Jaime Sabines: “Los Amorosos” and five more poems you should know by the Mexican author

In 1950, Sabines, whose birth is commemorated this weekend, published his first publication, entitled “El Horal”; according to the author, on a sleepless night, he wrote the 64 poems that make up the book

Guardar

Before almost closing himself in his ranch in southern Chiapas, Jaime Sabines achieved what was known in much of the Spanish-speaking world about his work and the way in which he was involved in Mexican political events, and, despite the fact that many of his texts are closely linked to the coordinates of his life, he was able to order his universe and make their feelings known.

Sabines being a poet of experience, the author mentioned in an interview with German Dehesa that his poetry has started from real moments. “Each poem I can tell you by whom I wrote it, or how and under what circumstances.”

“In poetry there is nothing but experiences. [...] I think that my poetry is nothing more than a long testimony of what I have lived”, he said in the same interview.

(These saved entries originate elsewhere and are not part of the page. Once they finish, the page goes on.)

/********************************************************************************
 * Copyright (c) 2026 Contributors to the Eclipse Foundation
 *
 * See the NOTICE file(s) distributed with this work for additional
 * information regarding copyright ownership.
 *
 * This program and the accompanying materials are made available under the
 * terms of the Apache License Version 2.0 which is available at
 * https://www.apache.org/licenses/LICENSE-2.0
 *
 * SPDX-License-Identifier: Apache-2.0
 ********************************************************************************/

//! Get vendor hook (spec.md §4.D).

use std::time::Duration;

use crate::correlator::RequestCorrelator;
use crate::error::BrokerError;
use crate::messages::MessageBuilders;
use crate::model::GroupId;
use crate::registry::table::ServiceRegistry;
use crate::vendor_hooks::locate_controller_mtp;
use crate::wire::{GetResp, ParamError, ResolvedPathResult, UspMessage};

/// Placeholder err_code for a requested parameter the Service's response
/// left out entirely or reported with an empty value.
const GET_PARAM_MISSING_ERR_CODE: u32 = 9008;

/// Expects one `resolved_path_result` per requested path with exactly one
/// parameter; missing/empty values cause per-parameter errors without
/// aborting the remainder (spec.md §4.D "Get").
pub async fn get(
    registry: &ServiceRegistry,
    group: GroupId,
    param_paths: Vec<String>,
    max_depth: Option<u32>,
    correlator: &RequestCorrelator,
    timeout: Duration,
) -> Result<GetResp, BrokerError> {
    let (_, mtp) = locate_controller_mtp(registry, group)?;
    let request = MessageBuilders::get(param_paths.clone(), max_depth);

    let response = correlator
        .send_and_wait(mtp.as_ref(), request, timeout)
        .await
        .ok_or_else(|| BrokerError::InternalError("Get timed out".to_string()))?;

    match response.body {
        UspMessage::GetResp(resp) => Ok(normalize_missing_params(resp, &param_paths)),
        UspMessage::Error(err) => Err(BrokerError::from_wire(err)),
        other => Err(BrokerError::InternalError(format!("unexpected response to Get: {}", other.kind()))),
    }
}

/// For each row whose `result_params` came back empty, and for each
/// requested path with no corresponding row at all, records a
/// per-parameter `ParamError` instead of silently dropping it, so a caller
/// can see which requested paths the Service failed to resolve (spec.md
/// §4.D "Get"). A returned row "corresponds" to a requested path if either
/// is a prefix of the other, so object-prefix-style Gets (e.g. the
/// SubscriptionBridge's `Device.LocalAgent.Subscription.` table scan, whose
/// rows are deeper instance paths under the requested prefix) are left
/// alone rather than flagged as missing.
fn normalize_missing_params(resp: GetResp, requested: &[String]) -> GetResp {
    let mut rows: Vec<ResolvedPathResult> = resp
        .resolved_path_results
        .into_iter()
        .map(|mut row| {
            if row.result_params.is_empty() || row.result_params.values().any(|v| v.is_empty()) {
                row.param_errs.push(ParamError {
                    param: row.resolved_path.clone(),
                    err_code: GET_PARAM_MISSING_ERR_CODE,
                    err_msg: "parameter value missing or empty".to_string(),
                });
            }
            row
        })
        .collect();

    for path in requested {
        let covered = rows.iter().any(|r| r.resolved_path.starts_with(path.as_str()) || path.starts_with(r.resolved_path.as_str()));
        if !covered {
            rows.push(ResolvedPathResult {
                resolved_path: path.clone(),
                result_params: Default::default(),
                param_errs: vec![ParamError {
                    param: path.clone(),
                    err_code: GET_PARAM_MISSING_ERR_CODE,
                    err_msg: "parameter not present in response".to_string(),
                }],
            });
        }
    }
    GetResp { resolved_path_results: rows }
}

#[cfg(test)]
mod normalize_tests {
    use super::*;
    use std::collections::HashMap;

    #[test]
    fn flags_missing_path_with_no_matching_row() {
        let resp = GetResp { resolved_path_results: vec![] };
        let normalized = normalize_missing_params(resp, &["Device.Foo.X".to_string()]);
        assert_eq!(normalized.resolved_path_results.len(), 1);
        assert_eq!(normalized.resolved_path_results[0].param_errs.len(), 1);
    }

    #[test]
    fn flags_row_with_empty_value_without_aborting_others() {
        let resp = GetResp {
            resolved_path_results: vec![
                ResolvedPathResult { resolved_path: "Device.Foo.X".to_string(), result_params: HashMap::from([("X".to_string(), String::new())]), param_errs: vec![] },
                ResolvedPathResult { resolved_path: "Device.Foo.Y".to_string(), result_params: HashMap::from([("Y".to_string(), "42".to_string())]), param_errs: vec![] },
            ],
        };
        let normalized = normalize_missing_params(resp, &["Device.Foo.X".to_string(), "Device.Foo.Y".to_string()]);
        assert_eq!(normalized.resolved_path_results.len(), 2);
        assert_eq!(normalized.resolved_path_results[0].param_errs.len(), 1);
        assert!(normalized.resolved_path_results[1].param_errs.is_empty());
    }

    #[test]
    fn leaves_object_prefix_style_rows_untouched() {
        let resp = GetResp {
            resolved_path_results: vec![ResolvedPathResult {
                resolved_path: "Device.LocalAgent.Subscription.1.".to_string(),
                result_params: HashMap::from([("ID".to_string(), "1-1-BROKER".to_string())]),
                param_errs: vec![],
            }],
        };
        let normalized = normalize_missing_params(resp, &["Device.LocalAgent.Subscription.".to_string()]);
        assert_eq!(normalized.resolved_path_results.len(), 1);
        assert!(normalized.resolved_path_results[0].param_errs.is_empty());
    }
}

In each poet you can see a social code that reflects a symbol within his poetry, which also influences language and traditions, something that can be seen in the texts of Sabines. The poet mentioned in an interview, in the Reforma Cultural Magazine “El Ángel”, conducted by Pilar Jiménez, that “the readings and the same exercise of poetry make you a little more concrete and synthetic”.

Infobae
Jaime Sabines in Fine Arts, in 1998 (Capture YouTube)

And during his adolescence he had done nothing but study, without having read anything, although at the age of seventeen he had an opportunity to meet “unknown” authors.

His friend Francisco Rodríguez showed him the poetry of Pablo Neruda, Juan Ramón Jiménez, Rafael Alberti and Federico García Lorca, whose impulse was more towards writing and recognition of poetry.

Beatriz Barrera Padilla points out that Sabines will no longer talk about his “poems to the brides”, referring to the first texts he had made when he was young.

Despite having been interested in poetry, he moved to Mexico City in 1945 where he began his medical studies, but he could not stand the inhuman environment of the faculty and despite the fact that his father wanted him to study his truncated vocation, Sabines mentioned.

Infobae

“I don't think there is a contradiction between poetry and medicine. Studying the human body is similar to studying the soul. [...] The three years in medicine made me truly a poet”, highlighting Sabines's first purpose in poetry.

In 1950 he published his first publication entitled “El Horal”, which on a sleepless night he wrote sixty-four poems that compose the book. From there his publications begin to see the light and show part of his life in each of these texts.

Poems

Among the poems that Jaime Sabines wrote, we can locate those that have been liked by several people, among them are:

The Loving Ones

Lovers are silent.

Love is the finest silence,

the most trembling, the most unbearable.

The loving ones seek,

the loving ones are the ones who abandon,

they are the ones who change, the ones who forget.

I hope to heal from you

I hope to be cured of you in a few days.

I have to stop smoking you, drink you, think about you. It's possible.

Following the prescriptions of morality in turn.

I prescribe time, abstinence, loneliness.

You hurt me

Meekly, unbearably, you hurt me.

Take my head. Cut my neck.

Nothing is left of me after this love.

It's not that I die of love

It's not that I die of love, I die of you.

I die of you, love, of love of you,

of my urgency of my skin from you,

from my soul, from you and from my mouth

and how unbearable I am without you.

After all

After all - but after all -

it's just about sleeping together,

it's about meat,

of naked bodies,

lamp of death in the world.

You've got what I'm looking for

You've got what I'm looking for, what I want, what I love,

you have it.

The fist of my heart is pounding, calling.